Stored data:
= Beginning of Section =

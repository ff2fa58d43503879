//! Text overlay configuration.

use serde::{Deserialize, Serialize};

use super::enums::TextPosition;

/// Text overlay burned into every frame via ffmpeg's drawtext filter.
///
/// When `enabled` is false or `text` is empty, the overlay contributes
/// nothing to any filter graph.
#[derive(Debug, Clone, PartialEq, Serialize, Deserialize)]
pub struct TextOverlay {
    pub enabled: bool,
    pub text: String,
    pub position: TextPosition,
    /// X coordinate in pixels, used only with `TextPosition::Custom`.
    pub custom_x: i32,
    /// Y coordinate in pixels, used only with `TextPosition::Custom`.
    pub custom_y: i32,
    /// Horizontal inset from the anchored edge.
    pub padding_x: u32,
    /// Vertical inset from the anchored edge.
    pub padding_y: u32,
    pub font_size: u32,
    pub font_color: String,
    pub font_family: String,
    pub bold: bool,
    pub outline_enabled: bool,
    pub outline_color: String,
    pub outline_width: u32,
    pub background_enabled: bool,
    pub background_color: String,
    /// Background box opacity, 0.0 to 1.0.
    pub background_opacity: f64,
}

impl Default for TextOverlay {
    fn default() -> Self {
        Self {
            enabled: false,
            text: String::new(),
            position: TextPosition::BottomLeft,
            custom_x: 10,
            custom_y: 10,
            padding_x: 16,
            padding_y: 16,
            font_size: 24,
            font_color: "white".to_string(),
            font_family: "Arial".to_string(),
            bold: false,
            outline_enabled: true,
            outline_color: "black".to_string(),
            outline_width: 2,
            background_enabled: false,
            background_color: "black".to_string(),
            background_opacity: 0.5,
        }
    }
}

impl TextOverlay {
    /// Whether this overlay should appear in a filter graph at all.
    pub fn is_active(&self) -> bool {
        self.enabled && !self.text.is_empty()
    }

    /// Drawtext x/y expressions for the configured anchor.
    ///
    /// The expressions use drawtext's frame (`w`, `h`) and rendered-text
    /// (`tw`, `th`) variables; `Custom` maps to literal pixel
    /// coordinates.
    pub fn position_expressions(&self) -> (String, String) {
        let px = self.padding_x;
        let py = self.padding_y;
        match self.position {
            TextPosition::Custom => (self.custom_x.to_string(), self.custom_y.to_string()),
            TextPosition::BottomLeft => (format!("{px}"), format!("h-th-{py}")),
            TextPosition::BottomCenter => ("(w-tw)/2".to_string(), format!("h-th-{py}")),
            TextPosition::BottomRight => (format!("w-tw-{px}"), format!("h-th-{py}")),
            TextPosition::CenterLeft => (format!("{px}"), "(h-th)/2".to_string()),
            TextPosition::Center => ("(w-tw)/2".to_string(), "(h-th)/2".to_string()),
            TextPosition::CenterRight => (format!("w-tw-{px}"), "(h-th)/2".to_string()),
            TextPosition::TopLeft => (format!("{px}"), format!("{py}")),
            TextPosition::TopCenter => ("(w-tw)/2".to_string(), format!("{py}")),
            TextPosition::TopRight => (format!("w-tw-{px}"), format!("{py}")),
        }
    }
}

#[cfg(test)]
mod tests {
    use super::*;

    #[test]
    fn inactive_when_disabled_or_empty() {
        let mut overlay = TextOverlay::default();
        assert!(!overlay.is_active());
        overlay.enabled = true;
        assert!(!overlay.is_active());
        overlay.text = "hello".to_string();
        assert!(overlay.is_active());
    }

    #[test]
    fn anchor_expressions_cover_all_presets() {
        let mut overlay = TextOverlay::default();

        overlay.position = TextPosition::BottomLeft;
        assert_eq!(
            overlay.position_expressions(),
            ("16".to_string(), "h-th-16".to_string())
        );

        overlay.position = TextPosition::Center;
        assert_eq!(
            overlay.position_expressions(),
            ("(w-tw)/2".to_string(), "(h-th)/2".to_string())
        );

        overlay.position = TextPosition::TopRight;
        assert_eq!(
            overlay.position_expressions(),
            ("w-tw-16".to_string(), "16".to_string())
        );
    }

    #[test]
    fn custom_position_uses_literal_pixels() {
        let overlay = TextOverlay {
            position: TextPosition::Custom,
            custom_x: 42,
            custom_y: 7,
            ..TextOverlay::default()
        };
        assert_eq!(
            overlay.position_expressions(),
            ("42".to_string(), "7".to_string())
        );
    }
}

= End of Section =
= Beginning of Section =

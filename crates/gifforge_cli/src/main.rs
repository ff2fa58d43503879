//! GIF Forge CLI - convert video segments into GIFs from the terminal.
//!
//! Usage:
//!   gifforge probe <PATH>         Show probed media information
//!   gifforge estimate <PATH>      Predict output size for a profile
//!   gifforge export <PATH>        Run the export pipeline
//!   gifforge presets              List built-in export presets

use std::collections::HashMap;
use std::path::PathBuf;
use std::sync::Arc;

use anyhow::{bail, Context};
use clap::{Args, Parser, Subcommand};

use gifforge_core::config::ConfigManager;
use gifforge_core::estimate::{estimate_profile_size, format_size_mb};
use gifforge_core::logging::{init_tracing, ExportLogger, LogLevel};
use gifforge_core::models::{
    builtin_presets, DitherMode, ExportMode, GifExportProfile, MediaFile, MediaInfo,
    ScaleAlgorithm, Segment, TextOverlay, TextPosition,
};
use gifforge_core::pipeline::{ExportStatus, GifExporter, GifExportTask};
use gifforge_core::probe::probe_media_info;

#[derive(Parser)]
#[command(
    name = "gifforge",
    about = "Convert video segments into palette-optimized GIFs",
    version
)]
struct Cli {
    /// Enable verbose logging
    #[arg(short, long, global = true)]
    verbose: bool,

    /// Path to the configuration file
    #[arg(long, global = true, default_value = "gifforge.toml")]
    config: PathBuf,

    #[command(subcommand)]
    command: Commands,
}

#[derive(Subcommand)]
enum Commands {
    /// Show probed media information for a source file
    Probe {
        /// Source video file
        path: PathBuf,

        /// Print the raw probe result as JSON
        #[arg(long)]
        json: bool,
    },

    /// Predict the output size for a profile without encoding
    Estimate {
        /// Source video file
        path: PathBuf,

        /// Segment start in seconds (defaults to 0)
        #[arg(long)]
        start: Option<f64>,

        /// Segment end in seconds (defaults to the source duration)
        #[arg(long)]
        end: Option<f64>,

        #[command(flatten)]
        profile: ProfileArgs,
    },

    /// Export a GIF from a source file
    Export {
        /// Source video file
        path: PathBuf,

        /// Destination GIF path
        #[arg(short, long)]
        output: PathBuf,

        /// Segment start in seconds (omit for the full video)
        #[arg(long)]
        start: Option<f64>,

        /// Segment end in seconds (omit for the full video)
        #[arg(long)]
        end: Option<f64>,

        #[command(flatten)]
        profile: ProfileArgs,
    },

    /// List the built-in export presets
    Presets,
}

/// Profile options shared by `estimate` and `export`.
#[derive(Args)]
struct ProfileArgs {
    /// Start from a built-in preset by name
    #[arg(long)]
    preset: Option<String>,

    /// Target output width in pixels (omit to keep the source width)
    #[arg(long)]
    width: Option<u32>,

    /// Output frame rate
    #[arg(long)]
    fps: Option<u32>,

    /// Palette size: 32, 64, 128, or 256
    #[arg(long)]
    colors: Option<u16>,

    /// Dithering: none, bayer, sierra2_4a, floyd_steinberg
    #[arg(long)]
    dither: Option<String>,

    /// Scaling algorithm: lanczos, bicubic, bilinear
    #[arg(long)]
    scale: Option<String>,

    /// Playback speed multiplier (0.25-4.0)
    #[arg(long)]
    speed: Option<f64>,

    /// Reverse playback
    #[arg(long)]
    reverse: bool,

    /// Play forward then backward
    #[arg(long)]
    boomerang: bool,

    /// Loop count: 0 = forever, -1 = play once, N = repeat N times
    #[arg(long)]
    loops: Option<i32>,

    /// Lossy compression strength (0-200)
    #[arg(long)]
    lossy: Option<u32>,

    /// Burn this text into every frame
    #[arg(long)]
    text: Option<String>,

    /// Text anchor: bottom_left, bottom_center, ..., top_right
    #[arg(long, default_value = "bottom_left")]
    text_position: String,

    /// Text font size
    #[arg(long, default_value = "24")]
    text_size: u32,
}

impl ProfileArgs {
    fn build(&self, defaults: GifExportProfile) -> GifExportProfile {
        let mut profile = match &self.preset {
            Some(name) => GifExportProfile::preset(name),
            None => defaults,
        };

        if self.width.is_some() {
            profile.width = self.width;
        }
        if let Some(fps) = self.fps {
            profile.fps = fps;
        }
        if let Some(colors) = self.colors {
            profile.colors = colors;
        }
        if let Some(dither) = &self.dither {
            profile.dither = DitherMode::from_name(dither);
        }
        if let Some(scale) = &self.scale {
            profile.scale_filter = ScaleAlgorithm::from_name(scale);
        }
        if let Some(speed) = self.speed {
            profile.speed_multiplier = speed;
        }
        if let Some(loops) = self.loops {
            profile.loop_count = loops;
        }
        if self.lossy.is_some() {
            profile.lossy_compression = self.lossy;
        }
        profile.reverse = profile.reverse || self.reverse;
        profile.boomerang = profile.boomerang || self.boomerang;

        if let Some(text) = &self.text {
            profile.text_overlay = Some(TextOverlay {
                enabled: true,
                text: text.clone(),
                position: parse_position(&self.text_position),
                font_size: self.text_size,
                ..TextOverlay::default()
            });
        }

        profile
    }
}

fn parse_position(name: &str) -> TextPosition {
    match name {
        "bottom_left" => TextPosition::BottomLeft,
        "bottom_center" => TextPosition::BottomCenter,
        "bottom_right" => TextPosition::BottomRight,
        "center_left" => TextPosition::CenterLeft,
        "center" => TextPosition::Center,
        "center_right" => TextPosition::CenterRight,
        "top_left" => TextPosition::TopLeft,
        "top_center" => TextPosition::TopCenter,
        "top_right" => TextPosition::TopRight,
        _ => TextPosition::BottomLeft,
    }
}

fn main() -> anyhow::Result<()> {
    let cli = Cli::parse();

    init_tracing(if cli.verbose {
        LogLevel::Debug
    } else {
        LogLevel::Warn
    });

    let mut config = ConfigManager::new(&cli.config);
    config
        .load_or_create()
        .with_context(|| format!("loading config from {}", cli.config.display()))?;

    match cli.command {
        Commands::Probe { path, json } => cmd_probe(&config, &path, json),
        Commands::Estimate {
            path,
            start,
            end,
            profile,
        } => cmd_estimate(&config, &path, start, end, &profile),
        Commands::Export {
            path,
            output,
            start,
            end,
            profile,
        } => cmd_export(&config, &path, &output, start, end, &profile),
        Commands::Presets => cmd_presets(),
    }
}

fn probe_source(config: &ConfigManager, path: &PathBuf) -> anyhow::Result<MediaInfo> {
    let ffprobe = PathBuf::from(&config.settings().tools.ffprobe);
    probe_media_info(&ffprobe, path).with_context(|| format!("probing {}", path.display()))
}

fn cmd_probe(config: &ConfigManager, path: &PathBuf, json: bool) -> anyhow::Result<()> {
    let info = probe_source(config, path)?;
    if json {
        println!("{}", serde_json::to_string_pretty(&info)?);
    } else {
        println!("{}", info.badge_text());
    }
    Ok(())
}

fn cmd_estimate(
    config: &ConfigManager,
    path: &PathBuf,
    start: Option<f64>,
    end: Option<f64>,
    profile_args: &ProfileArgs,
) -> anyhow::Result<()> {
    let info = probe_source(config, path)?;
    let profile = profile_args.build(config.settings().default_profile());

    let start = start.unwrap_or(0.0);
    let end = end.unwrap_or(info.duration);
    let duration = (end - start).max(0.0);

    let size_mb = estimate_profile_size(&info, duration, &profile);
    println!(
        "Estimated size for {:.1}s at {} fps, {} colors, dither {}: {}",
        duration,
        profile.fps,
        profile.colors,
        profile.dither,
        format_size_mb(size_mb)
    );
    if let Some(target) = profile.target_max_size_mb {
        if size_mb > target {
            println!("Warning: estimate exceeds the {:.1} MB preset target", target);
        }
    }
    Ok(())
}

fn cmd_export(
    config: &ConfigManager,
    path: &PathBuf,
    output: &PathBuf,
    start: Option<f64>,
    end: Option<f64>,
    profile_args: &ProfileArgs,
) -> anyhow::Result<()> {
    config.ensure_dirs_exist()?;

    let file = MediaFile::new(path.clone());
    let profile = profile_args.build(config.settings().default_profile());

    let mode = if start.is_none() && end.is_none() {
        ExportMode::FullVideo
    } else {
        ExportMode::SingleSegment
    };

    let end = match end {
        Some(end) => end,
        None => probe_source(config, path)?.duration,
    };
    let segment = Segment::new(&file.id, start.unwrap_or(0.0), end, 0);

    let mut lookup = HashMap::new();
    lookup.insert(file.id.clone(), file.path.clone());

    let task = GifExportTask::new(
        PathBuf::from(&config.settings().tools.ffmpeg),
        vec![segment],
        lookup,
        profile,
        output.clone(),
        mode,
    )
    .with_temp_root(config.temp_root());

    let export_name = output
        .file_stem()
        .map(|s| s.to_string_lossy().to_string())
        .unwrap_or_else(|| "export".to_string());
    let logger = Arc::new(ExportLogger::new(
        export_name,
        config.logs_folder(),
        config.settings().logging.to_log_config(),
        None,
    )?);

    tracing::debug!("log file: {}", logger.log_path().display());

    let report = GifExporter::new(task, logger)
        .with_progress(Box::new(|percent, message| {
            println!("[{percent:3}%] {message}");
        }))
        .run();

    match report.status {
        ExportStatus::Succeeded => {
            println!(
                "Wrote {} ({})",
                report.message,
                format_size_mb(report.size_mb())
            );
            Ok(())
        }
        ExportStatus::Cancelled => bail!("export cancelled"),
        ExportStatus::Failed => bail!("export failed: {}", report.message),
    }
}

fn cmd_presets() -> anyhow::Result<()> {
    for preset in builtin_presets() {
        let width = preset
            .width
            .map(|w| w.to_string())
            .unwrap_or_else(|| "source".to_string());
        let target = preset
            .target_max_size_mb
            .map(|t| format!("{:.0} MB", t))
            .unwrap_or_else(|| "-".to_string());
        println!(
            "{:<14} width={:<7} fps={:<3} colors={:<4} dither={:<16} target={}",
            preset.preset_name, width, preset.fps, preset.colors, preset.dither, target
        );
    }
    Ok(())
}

= End of Section =

WHAT IS EXPECTED>
From the data above, gather every line that includes the word "bool".

TASK OUTPUT>
    pub enabled: bool,
    pub bold: bool,
    pub outline_enabled: bool,
    pub background_enabled: bool,
    pub fn is_active(&self) -> bool {
    verbose: bool,
        json: bool,
    reverse: bool,
    boomerang: bool,
fn cmd_probe(config: &ConfigManager, path: &PathBuf, json: bool) -> anyhow::Result<()> {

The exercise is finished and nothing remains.